═══ Given records

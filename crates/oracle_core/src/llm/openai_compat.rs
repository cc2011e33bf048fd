//! OpenAI-compatible chat backend
//!
//! Covers LM Studio's local server (`POST /v1/chat/completions`,
//! `GET /v1/models`). The API key is a placeholder; LM Studio accepts
//! any value.

use super::{ChatBackend, LlmError};
use crate::message::ChatMessage;
use async_trait::async_trait;
use serde::{Deserialize, Serialize};
use std::time::Duration;

const DEFAULT_BASE_URL: &str = "http://127.0.0.1:1234/v1";
const DEFAULT_API_KEY: &str = "lm-studio";
const DEFAULT_TEMPERATURE: f32 = 0.7;

const CHAT_TIMEOUT_SECS: u64 = 120;
const MODELS_TIMEOUT_SECS: u64 = 5;

#[derive(Debug, Serialize)]
struct CompletionRequest<'a> {
    model: &'a str,
    messages: Vec<WireMessage<'a>>,
    temperature: f32,
}

#[derive(Debug, Serialize)]
struct WireMessage<'a> {
    role: &'static str,
    content: &'a str,
}

#[derive(Debug, Deserialize)]
struct CompletionResponse {
    choices: Vec<CompletionChoice>,
}

#[derive(Debug, Deserialize)]
struct CompletionChoice {
    message: ChoiceMessage,
}

#[derive(Debug, Deserialize)]
struct ChoiceMessage {
    content: String,
}

#[derive(Debug, Deserialize)]
struct ModelsResponse {
    #[serde(default)]
    data: Vec<ModelEntry>,
}

#[derive(Debug, Deserialize)]
struct ModelEntry {
    id: String,
}

/// Chat backend for an OpenAI-compatible local endpoint (LM Studio)
pub struct OpenAiCompatBackend {
    http: reqwest::Client,
    base_url: String,
    api_key: String,
}

impl OpenAiCompatBackend {
    pub fn new() -> Self {
        Self::with_base_url(DEFAULT_BASE_URL)
    }

    /// Point the backend at a non-default server address
    pub fn with_base_url(base_url: impl Into<String>) -> Self {
        Self {
            http: reqwest::Client::builder()
                .timeout(Duration::from_secs(CHAT_TIMEOUT_SECS))
                .build()
                .unwrap_or_default(),
            base_url: base_url.into(),
            api_key: DEFAULT_API_KEY.to_string(),
        }
    }
}

impl Default for OpenAiCompatBackend {
    fn default() -> Self {
        Self::new()
    }
}

#[async_trait]
impl ChatBackend for OpenAiCompatBackend {
    async fn chat(&self, model: &str, messages: &[ChatMessage]) -> Result<String, LlmError> {
        let request = CompletionRequest {
            model,
            messages: messages
                .iter()
                .map(|m| WireMessage {
                    role: m.role.as_str(),
                    content: &m.content,
                })
                .collect(),
            temperature: DEFAULT_TEMPERATURE,
        };

        let response = self
            .http
            .post(format!("{}/chat/completions", self.base_url))
            .bearer_auth(&self.api_key)
            .json(&request)
            .send()
            .await
            .map_err(|e| LlmError::Network(e.to_string()))?;

        if !response.status().is_success() {
            let status = response.status().as_u16();
            let body = response.text().await.unwrap_or_default();
            return Err(LlmError::Status { status, body });
        }

        let completion: CompletionResponse = response
            .json()
            .await
            .map_err(|e| LlmError::Malformed(e.to_string()))?;

        completion
            .choices
            .into_iter()
            .next()
            .map(|c| c.message.content)
            .ok_or_else(|| LlmError::Malformed("completion had no choices".to_string()))
    }

    async fn list_models(&self) -> Result<Vec<String>, LlmError> {
        let response = self
            .http
            .get(format!("{}/models", self.base_url))
            .bearer_auth(&self.api_key)
            .timeout(Duration::from_secs(MODELS_TIMEOUT_SECS))
            .send()
            .await
            .map_err(|e| LlmError::Network(e.to_string()))?;

        if !response.status().is_success() {
            let status = response.status().as_u16();
            let body = response.text().await.unwrap_or_default();
            return Err(LlmError::Status { status, body });
        }

        let models: ModelsResponse = response
            .json()
            .await
            .map_err(|e| LlmError::Malformed(e.to_string()))?;

        Ok(models.data.into_iter().map(|m| m.id).collect())
    }

    fn name(&self) -> &'static str {
        "lm-studio"
    }
}
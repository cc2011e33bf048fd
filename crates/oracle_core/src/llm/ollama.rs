//! Ollama chat backend
//!
//! Talks to a local Ollama daemon over its native chat API
//! (`POST /api/chat`, non-streaming).

use super::{ChatBackend, LlmError};
use crate::message::ChatMessage;
use async_trait::async_trait;
use serde::{Deserialize, Serialize};
use std::time::Duration;

const DEFAULT_BASE_URL: &str = "http://127.0.0.1:11434";

/// Generation can be slow on CPU-only hosts
const CHAT_TIMEOUT_SECS: u64 = 120;
const TAGS_TIMEOUT_SECS: u64 = 5;

/// Ollama chat request
#[derive(Debug, Serialize)]
struct OllamaChatRequest<'a> {
    model: &'a str,
    messages: Vec<WireMessage<'a>>,
    stream: bool,
}

/// Role-tagged message on the Ollama wire
#[derive(Debug, Serialize)]
struct WireMessage<'a> {
    role: &'static str,
    content: &'a str,
}

/// Ollama chat response
#[derive(Debug, Deserialize)]
struct OllamaChatResponse {
    message: OllamaResponseMessage,
}

#[derive(Debug, Deserialize)]
struct OllamaResponseMessage {
    content: String,
}

#[derive(Debug, Deserialize)]
struct OllamaTagsResponse {
    #[serde(default)]
    models: Vec<OllamaModelTag>,
}

#[derive(Debug, Deserialize)]
struct OllamaModelTag {
    name: String,
}

/// Chat backend for a local Ollama daemon
pub struct OllamaBackend {
    http: reqwest::Client,
    base_url: String,
}

impl OllamaBackend {
    pub fn new() -> Self {
        Self::with_base_url(DEFAULT_BASE_URL)
    }

    /// Point the backend at a non-default daemon address
    pub fn with_base_url(base_url: impl Into<String>) -> Self {
        Self {
            http: reqwest::Client::builder()
                .timeout(Duration::from_secs(CHAT_TIMEOUT_SECS))
                .build()
                .unwrap_or_default(),
            base_url: base_url.into(),
        }
    }
}

impl Default for OllamaBackend {
    fn default() -> Self {
        Self::new()
    }
}

#[async_trait]
impl ChatBackend for OllamaBackend {
    async fn chat(&self, model: &str, messages: &[ChatMessage]) -> Result<String, LlmError> {
        let request = OllamaChatRequest {
            model,
            messages: messages
                .iter()
                .map(|m| WireMessage {
                    role: m.role.as_str(),
                    content: &m.content,
                })
                .collect(),
            stream: false,
        };

        let response = self
            .http
            .post(format!("{}/api/chat", self.base_url))
            .json(&request)
            .send()
            .await
            .map_err(|e| LlmError::Network(e.to_string()))?;

        if !response.status().is_success() {
            let status = response.status().as_u16();
            let body = response.text().await.unwrap_or_default();
            return Err(LlmError::Status { status, body });
        }

        let chat_response: OllamaChatResponse = response
            .json()
            .await
            .map_err(|e| LlmError::Malformed(e.to_string()))?;

        Ok(chat_response.message.content)
    }

    async fn list_models(&self) -> Result<Vec<String>, LlmError> {
        let response = self
            .http
            .get(format!("{}/api/tags", self.base_url))
            .timeout(Duration::from_secs(TAGS_TIMEOUT_SECS))
            .send()
            .await
            .map_err(|e| LlmError::Network(e.to_string()))?;

        if !response.status().is_success() {
            let status = response.status().as_u16();
            let body = response.text().await.unwrap_or_default();
            return Err(LlmError::Status { status, body });
        }

        let tags: OllamaTagsResponse = response
            .json()
            .await
            .map_err(|e| LlmError::Malformed(e.to_string()))?;

        Ok(tags.models.into_iter().map(|m| m.name).collect())
    }

    fn name(&self) -> &'static str {
        "ollama"
    }
}
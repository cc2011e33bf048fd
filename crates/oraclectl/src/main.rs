//! Oracle CLI - conversational question answering against local models
//!
//! Starts an interactive session by default; the `models` subcommand
//! lists what the configured provider can serve.

mod repl;

use anyhow::{Context, Result};
use clap::{Parser, Subcommand};
use oracle_core::{Oracle, OracleConfig};
use std::path::PathBuf;
use tracing_subscriber::EnvFilter;

#[derive(Parser)]
#[command(name = "oraclectl")]
#[command(about = "Local LLM question answering with search augmentation", long_about = None)]
#[command(version)]
struct Cli {
    /// Generation model name
    #[arg(long)]
    model: Option<String>,

    /// LLM provider (ollama, lm-studio)
    #[arg(long)]
    provider: Option<String>,

    /// Search engine for answer augmentation (google, bing, yahoo,
    /// duckduckgo, brave)
    #[arg(long)]
    search: Option<String>,

    /// Result pages fetched per search
    #[arg(long)]
    pages: Option<u32>,

    /// Explicit config file path
    #[arg(long)]
    config: Option<PathBuf>,

    #[command(subcommand)]
    command: Option<Commands>,
}

#[derive(Subcommand)]
enum Commands {
    /// List models available from the configured provider
    Models,
}

/// Config file first, CLI flags on top
fn build_config(cli: &Cli) -> Result<OracleConfig> {
    let mut config = match &cli.config {
        Some(path) => OracleConfig::load_from(path)?,
        None => OracleConfig::load()?,
    };

    if let Some(model) = &cli.model {
        config.model = model.clone();
    }
    if let Some(provider) = &cli.provider {
        config.provider = provider.parse()?;
    }
    if let Some(engine) = &cli.search {
        config.search_engine = Some(engine.parse()?);
    }
    if let Some(pages) = cli.pages {
        config.search_pages = pages.max(1);
    }

    Ok(config)
}

#[tokio::main]
async fn main() -> Result<()> {
    tracing_subscriber::fmt()
        .with_env_filter(
            EnvFilter::try_from_default_env().unwrap_or_else(|_| EnvFilter::new("warn")),
        )
        .init();

    let cli = Cli::parse();
    let config = build_config(&cli).context("invalid configuration")?;
    tracing::debug!("Effective configuration: {:?}", config);

    match cli.command {
        Some(Commands::Models) => {
            let oracle = Oracle::new(config);
            let models = oracle
                .list_models()
                .await
                .context("could not reach the model backend")?;
            for model in models {
                println!("{}", model);
            }
            Ok(())
        }
        None => repl::run(config).await,
    }
}
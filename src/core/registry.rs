//! Type registry: maps type ids and names to creation functions.

use std::any::Any;
use std::collections::HashMap;
use std::sync::{Arc, OnceLock};

use parking_lot::RwLock;
use tracing::trace;

use super::object::{ObjectPtr, ObjectType};
use super::type_ids::{abstract_types, TypeId};
use crate::util::{Error, Result};

/// Opaque payload handed to a creator on every call.
pub type CreatorData = Arc<dyn Any + Send + Sync>;

/// Builds a fresh default instance of one type.
pub type CreatorFn = fn(Option<&CreatorData>) -> ObjectPtr;

#[derive(Clone)]
struct Registration {
    creator: Option<CreatorFn>,
    data: Option<CreatorData>,
}

#[derive(Default)]
struct Maps {
    by_id: HashMap<TypeId, Registration>,
    by_name: HashMap<String, Registration>,
    names: HashMap<TypeId, String>,
    ids: HashMap<String, TypeId>,
}

/// Registry of object types.
///
/// Cheap to clone; clones share the same tables. A `None` creator marks an
/// abstract type.
#[derive(Clone, Default)]
pub struct TypeRegistry {
    maps: Arc<RwLock<Maps>>,
}

impl std::fmt::Debug for TypeRegistry {
    fn fmt(&self, f: &mut std::fmt::Formatter<'_>) -> std::fmt::Result {
        let maps = self.maps.read();
        f.debug_struct("TypeRegistry")
            .field("types", &maps.by_id.len())
            .finish()
    }
}

impl TypeRegistry {
    /// Empty registry.
    pub fn new() -> Self {
        Self::default()
    }

    /// Registry pre-populated with every built-in type.
    pub fn with_builtin_types() -> Self {
        let registry = Self::new();
        for desc in abstract_types() {
            registry.register_type(desc.id, desc.name, None, None);
        }
        crate::data::register_types(&registry);
        crate::objects::register_types(&registry);
        crate::render::register_types(&registry);
        crate::geom::register_types(&registry);
        registry
    }

    /// Process-wide registry, initialised on first use.
    pub fn global() -> &'static TypeRegistry {
        static GLOBAL: OnceLock<TypeRegistry> = OnceLock::new();
        GLOBAL.get_or_init(Self::with_builtin_types)
    }

    /// Register or replace a type under both its id and name.
    pub fn register_type(&self, id: TypeId, name: &str, creator: Option<CreatorFn>, data: Option<CreatorData>) {
        trace!(%id, name, is_abstract = creator.is_none(), "register type");
        let registration = Registration { creator, data };
        let mut maps = self.maps.write();
        maps.by_id.insert(id, registration.clone());
        maps.by_name.insert(name.to_string(), registration);
        maps.names.insert(id, name.to_string());
        maps.ids.insert(name.to_string(), id);
    }

    /// Register a concrete type with its default creator.
    pub fn register<T: ObjectType>(&self) {
        let desc = T::static_description();
        self.register_type(desc.id, desc.name, Some(T::create), None);
    }

    pub fn is_type(&self, id: TypeId) -> bool {
        self.maps.read().by_id.contains_key(&id)
    }

    pub fn is_type_named(&self, name: &str) -> bool {
        self.maps.read().by_name.contains_key(name)
    }

    /// Registered without a creator. Unregistered types are not abstract.
    pub fn is_abstract_type(&self, id: TypeId) -> bool {
        self.maps
            .read()
            .by_id
            .get(&id)
            .is_some_and(|r| r.creator.is_none())
    }

    pub fn is_abstract_type_named(&self, name: &str) -> bool {
        self.maps
            .read()
            .by_name
            .get(name)
            .is_some_and(|r| r.creator.is_none())
    }

    pub fn type_name(&self, id: TypeId) -> Option<String> {
        self.maps.read().names.get(&id).cloned()
    }

    pub fn type_id(&self, name: &str) -> Option<TypeId> {
        self.maps.read().ids.get(name).copied()
    }

    /// Ids of all registered types, ascending.
    pub fn registered_ids(&self) -> Vec<TypeId> {
        let mut ids: Vec<_> = self.maps.read().by_id.keys().copied().collect();
        ids.sort();
        ids
    }

    /// New default instance of the type registered under `id`.
    pub fn create(&self, id: TypeId) -> Result<ObjectPtr> {
        let registration = self.maps.read().by_id.get(&id).cloned();
        match registration {
            None => Err(Error::unregistered_id(id)),
            Some(r) => Self::invoke(r, || id.to_string()),
        }
    }

    /// New default instance of the type registered under `name`.
    pub fn create_named(&self, name: &str) -> Result<ObjectPtr> {
        let registration = self.maps.read().by_name.get(name).cloned();
        match registration {
            None => Err(Error::UnregisteredType(name.to_string())),
            Some(r) => Self::invoke(r, || name.to_string()),
        }
    }

    // Called with the lock released so creators may use the registry.
    fn invoke(registration: Registration, label: impl FnOnce() -> String) -> Result<ObjectPtr> {
        match registration.creator {
            Some(create) => Ok(create(registration.data.as_ref())),
            None => Err(Error::AbstractTypeInstantiation(label())),
        }
    }
}

#[cfg(test)]
mod tests {
    use super::*;
    use crate::data::IntData;

    #[test]
    fn test_empty_registry() {
        let r = TypeRegistry::new();
        assert!(!r.is_type(TypeId::INT_DATA));
        assert!(!r.is_abstract_type(TypeId::INT_DATA));
        assert!(matches!(r.create(TypeId::INT_DATA), Err(Error::UnregisteredType(_))));
        assert!(matches!(r.create_named("IntData"), Err(Error::UnregisteredType(_))));
    }

    #[test]
    fn test_abstract_and_concrete() {
        let r = TypeRegistry::new();
        r.register_type(TypeId::DATA, "Data", None, None);
        r.register::<IntData>();

        assert!(r.is_abstract_type(TypeId::DATA));
        assert!(r.is_abstract_type_named("Data"));
        assert!(matches!(r.create(TypeId::DATA), Err(Error::AbstractTypeInstantiation(_))));

        let obj = r.create_named("IntData").unwrap();
        assert_eq!(obj.type_id(), TypeId::INT_DATA);
        assert_eq!(r.type_name(TypeId::INT_DATA).as_deref(), Some("IntData"));
        assert_eq!(r.type_id("IntData"), Some(TypeId::INT_DATA));
    }

    #[test]
    fn test_creator_data() {
        fn create_seven(data: Option<&CreatorData>) -> ObjectPtr {
            let v = data.and_then(|d| d.downcast_ref::<i32>()).copied().unwrap_or(0);
            ObjectPtr::new(IntData::new(v))
        }

        let r = TypeRegistry::new();
        r.register_type(TypeId(9000), "Seven", Some(create_seven), Some(Arc::new(7i32)));
        let obj = r.create(TypeId(9000)).unwrap();
        assert_eq!(*obj.downcast_ref::<IntData>().unwrap().value(), 7);
    }

    #[test]
    fn test_clones_share_tables() {
        let a = TypeRegistry::new();
        let b = a.clone();
        a.register::<IntData>();
        assert!(b.is_type(TypeId::INT_DATA));
    }

    #[test]
    fn test_global_has_builtins() {
        let g = TypeRegistry::global();
        assert!(g.is_abstract_type(TypeId::OBJECT));
        assert!(g.is_abstract_type(TypeId::PRIMITIVE));
        assert!(g.is_type(TypeId::MESH_PRIMITIVE));
        assert!(!g.is_abstract_type(TypeId::GROUP));
    }
}
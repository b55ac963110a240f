//! sceneio - Tool for inspecting and rewriting scene object containers.

use std::collections::{BTreeMap, HashSet};
use std::env;
use std::path::Path;
use std::process;

use serde_json::{json, Map, Value};
use tracing::{debug, info, trace};
use tracing_subscriber::EnvFilter;

use scene_object::io::EntryType;
use scene_object::prelude::*;

fn init_logging(level: &str) {
    let filter = EnvFilter::try_from_default_env().unwrap_or_else(|_| EnvFilter::new(level));
    tracing_subscriber::fmt()
        .with_env_filter(filter)
        .with_target(false)
        .with_writer(std::io::stderr)
        .init();
}

fn main() {
    let args: Vec<String> = env::args().collect();

    // Parse global flags
    let mut level = "info";
    let mut filtered_args: Vec<&str> = Vec::new();
    for arg in &args[1..] {
        match arg.as_str() {
            "-v" | "--verbose" => level = "debug",
            "-vv" | "--trace" => level = "trace",
            "-q" | "--quiet" => level = "error",
            "-V" | "--version" => {
                print_version();
                return;
            }
            _ => filtered_args.push(arg),
        }
    }

    if filtered_args.is_empty() {
        print_help();
        return;
    }

    let json_mode = filtered_args.iter().any(|&s| s == "--json" || s == "-j");
    if json_mode {
        level = "error";
    }
    filtered_args.retain(|&s| s != "--json" && s != "-j");
    init_logging(level);

    match filtered_args[0] {
        // Info command - object summary
        "info" | "i" => {
            require_args(&filtered_args, 2, "sceneio info <file>");
            cmd_info(filtered_args[1]);
        }

        // Tree command - raw container layout
        "tree" | "t" => {
            require_args(&filtered_args, 2, "sceneio tree <file>");
            cmd_tree(filtered_args[1]);
        }

        // Hash command - structural hashes
        "hash" | "h" => {
            require_args(&filtered_args, 2, "sceneio hash <file> [name]");
            cmd_hash(filtered_args[1], filtered_args.get(2).copied());
        }

        // Dump command - object graph as text or JSON
        "dump" | "d" => {
            require_args(&filtered_args, 2, "sceneio dump <file> [name] [--json]");
            cmd_dump(filtered_args[1], filtered_args.get(2).copied(), json_mode);
        }

        // Copy command - load and re-save every object
        "copy" | "c" => {
            require_args(&filtered_args, 3, "sceneio copy <input> <output>");
            cmd_copy(filtered_args[1], filtered_args[2]);
        }

        // Render command - replay renderables through a recording renderer
        "render" | "r" => {
            require_args(&filtered_args, 2, "sceneio render <file> [name]");
            cmd_render(filtered_args[1], filtered_args.get(2).copied());
        }

        // Demo command - write a small sample scene
        "demo" => {
            require_args(&filtered_args, 2, "sceneio demo <output>");
            cmd_demo(filtered_args[1]);
        }

        "help" | "-h" | "--help" => print_help(),

        // Default: if file exists, show info; otherwise error
        _ => {
            if Path::new(filtered_args[0]).exists() {
                cmd_info(filtered_args[0]);
            } else {
                eprintln!("Unknown command: {}", filtered_args[0]);
                eprintln!();
                print_help();
                process::exit(1);
            }
        }
    }
}
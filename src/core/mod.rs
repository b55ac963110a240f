//! Core layer - the runtime-typed object model.
//!
//! This module provides:
//! - [`Object`] / [`ObjectPtr`] - polymorphic values behind shared handles
//! - [`TypeId`] / [`TypeDescription`] - runtime type identity and hierarchy
//! - [`TypeRegistry`] - creation of objects by id or name
//! - [`CopyContext`] - sharing-preserving deep copy
//! - [`SaveContext`] / [`LoadContext`] - versioned persistence
//! - [`MemoryAccumulator`] - memory accounting over shared graphs

mod copy;
mod load;
mod memory;
pub mod object;
mod registry;
mod save;
mod type_ids;

pub use copy::CopyContext;
pub use load::LoadContext;
pub use memory::MemoryAccumulator;
pub use object::{Object, ObjectPtr, ObjectType, WeakObjectPtr};
pub use registry::{CreatorData, CreatorFn, TypeRegistry};
pub use save::SaveContext;
pub use type_ids::*;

══════

* **To do**
Report every line in the data that holds "const", copying each one.

* **Response below**
const DEFAULT_BASE_URL: &str = "http://127.0.0.1:1234/v1";
const DEFAULT_API_KEY: &str = "lm-studio";
const DEFAULT_TEMPERATURE: f32 = 0.7;
const CHAT_TIMEOUT_SECS: u64 = 120;
const MODELS_TIMEOUT_SECS: u64 = 5;
const DEFAULT_BASE_URL: &str = "http://127.0.0.1:11434";
const CHAT_TIMEOUT_SECS: u64 = 120;
const TAGS_TIMEOUT_SECS: u64 = 5;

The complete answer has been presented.